Diretora do Instituto Brasileiro de Advocacia Pública

Procuradora do Estado de São Paulo

 

Não podemos ignorar o drama de pessoas que desejam fortemente a experiência da maternidade e que têm que recorrer a toda a sorte de tratamentos para poder levar adiante uma gravidez. Mas, para além da perspectiva individual que move o desejo de cada um/a, temos que ter parâmetros mínimos que possam nos proteger e preservar nossa dignidade. O fato é que a legislação caminha bem aquém de todo o desenvolvimento científico nesse campo, embora haja grupos, por todo o país, discutindo bioética.
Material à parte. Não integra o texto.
use once_cell::sync::Lazy;
use serde::{Deserialize, Serialize};

#[derive(Debug, Serialize, Deserialize, sqlx::FromRow)]
pub struct TimeOffType {
    pub id: u64,
    pub name: String,
}

/// Business rules attached to a time-off type, keyed by type NAME (not id) so
/// renaming a row in the DB is what changes its policy.
#[derive(Debug, Clone, Copy, PartialEq)]
pub struct TypePolicy {
    pub advance_notice_days: i64,
    pub max_consecutive_days: i64,
    pub requires_manager_approval: bool,
    /// Only vacation draws down the PTO ledger.
    pub requires_pto_balance: bool,
}

/// Fallback for any type name not in the table below.
pub const DEFAULT_POLICY: TypePolicy = TypePolicy {
    advance_notice_days: 7,
    max_consecutive_days: 14,
    requires_manager_approval: true,
    requires_pto_balance: false,
};

static POLICY_TABLE: Lazy<Vec<(&'static str, TypePolicy)>> = Lazy::new(|| {
    vec![
        (
            "Vacation",
            TypePolicy {
                advance_notice_days: 14,
                max_consecutive_days: 30,
                requires_manager_approval: true,
                requires_pto_balance: true,
            },
        ),
        (
            // Sick leave is auto-approved and needs no notice.
            "Sick Leave",
            TypePolicy {
                advance_notice_days: 0,
                max_consecutive_days: 90,
                requires_manager_approval: false,
                requires_pto_balance: false,
            },
        ),
        (
            "Personal Day",
            TypePolicy {
                advance_notice_days: 3,
                max_consecutive_days: 5,
                requires_manager_approval: true,
                requires_pto_balance: false,
            },
        ),
    ]
});

pub fn policy_for(type_name: &str) -> TypePolicy {
    POLICY_TABLE
        .iter()
        .find(|(name, _)| *name == type_name)
        .map(|(_, policy)| *policy)
        .unwrap_or(DEFAULT_POLICY)
}

#[cfg(test)]
mod tests {
    use super::*;

    #[test]
    fn vacation_policy() {
        let p = policy_for("Vacation");
        assert_eq!(p.advance_notice_days, 14);
        assert_eq!(p.max_consecutive_days, 30);
        assert!(p.requires_manager_approval);
        assert!(p.requires_pto_balance);
    }

    #[test]
    fn sick_leave_needs_no_notice_or_approval() {
        let p = policy_for("Sick Leave");
        assert_eq!(p.advance_notice_days, 0);
        assert_eq!(p.max_consecutive_days, 90);
        assert!(!p.requires_manager_approval);
        assert!(!p.requires_pto_balance);
    }

    #[test]
    fn personal_day_policy() {
        let p = policy_for("Personal Day");
        assert_eq!(p.advance_notice_days, 3);
        assert_eq!(p.max_consecutive_days, 5);
    }

    #[test]
    fn unknown_types_get_defaults() {
        let p = policy_for("Jury Duty");
        assert_eq!(p, DEFAULT_POLICY);
        assert_eq!(p.advance_notice_days, 7);
        assert_eq!(p.max_consecutive_days, 14);
        assert!(p.requires_manager_approval);
        assert!(!p.requires_pto_balance);
    }
}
Para a reprodução assistida, o parâmetro legal mais importante, hoje, é a Constituição Federal de 1988 ao tratar de maneira clara e direta o planejamento familiar, isto é, a decisão livre, do casal, a respeito de quantos filhos deseja ter e o espaçamento entre eles, que se funda nos princípios da dignidade da pessoa humana e da paternidade responsável. Ao Estado cabe propiciar os recursos educacionais e científicos para o exercício desse direito, proibida qualquer forma de coerção por parte das instituições públicas ou privadas. As técnicas de reprodução assistida visam possibilitar o exercício desse direito para as pessoas que tem problemas relacionados à fertilidade. É claro que o texto da Constituição Federal é genérico e estabelece o direito em linhas gerais. E como não há ainda legislação específica, o único parâmetro para médicos/as e pacientes é a Resolução n. 1.358/92 do Conselho Federal de Medicina que reconhece a infertilidade como um problema de saúde, com implicações médicas e psicológicas, capaz de ser solucionado devido ao avanço do conhecimento científico, através das técnicas de reprodução assistida. Essa resolução adota normas éticas para a utilização dessas técnicas. Assim, por exemplo, veda-se a sua utilização se não houver probabilidade efetiva de sucesso e se houver grave risco de saúde para os/as envolvidos/as. Há necessidade de "consentimento informado", isto é, todos os aspectos médicos, biológicos, jurídicos, éticos e econômicos devem ser abordados com o/a paciente. As técnicas não devem ser utilizadas com a intenção de selecionar o sexo ou qualquer outra característica biológica, exceto quando se trate de evitar doenças ligadas ao sexo do filho/a que venha a nascer. E em caso de gravidez múltipla fica proibida a utilização de procedimentos que visem a redução embrionária. As doações não podem ter caráter lucrativo ou comercial e a identidade de doadores e receptores deve ser mantida em sigilo. Permite, ainda, a "doação temporária do útero" quando existir um problema médico que impeça ou contra-indique a gestação na doadora genética. A doadora do útero deve ser parente até o segundo grau (irmã, cunhada), caso contrário, é necessária autorização do Conselho Regional de Medicina. Essa regulamentação é apenas um parâmetro mínimo, mas sabemos que a discussão deve avançar para que tenhamos uma lei sobre o assunto.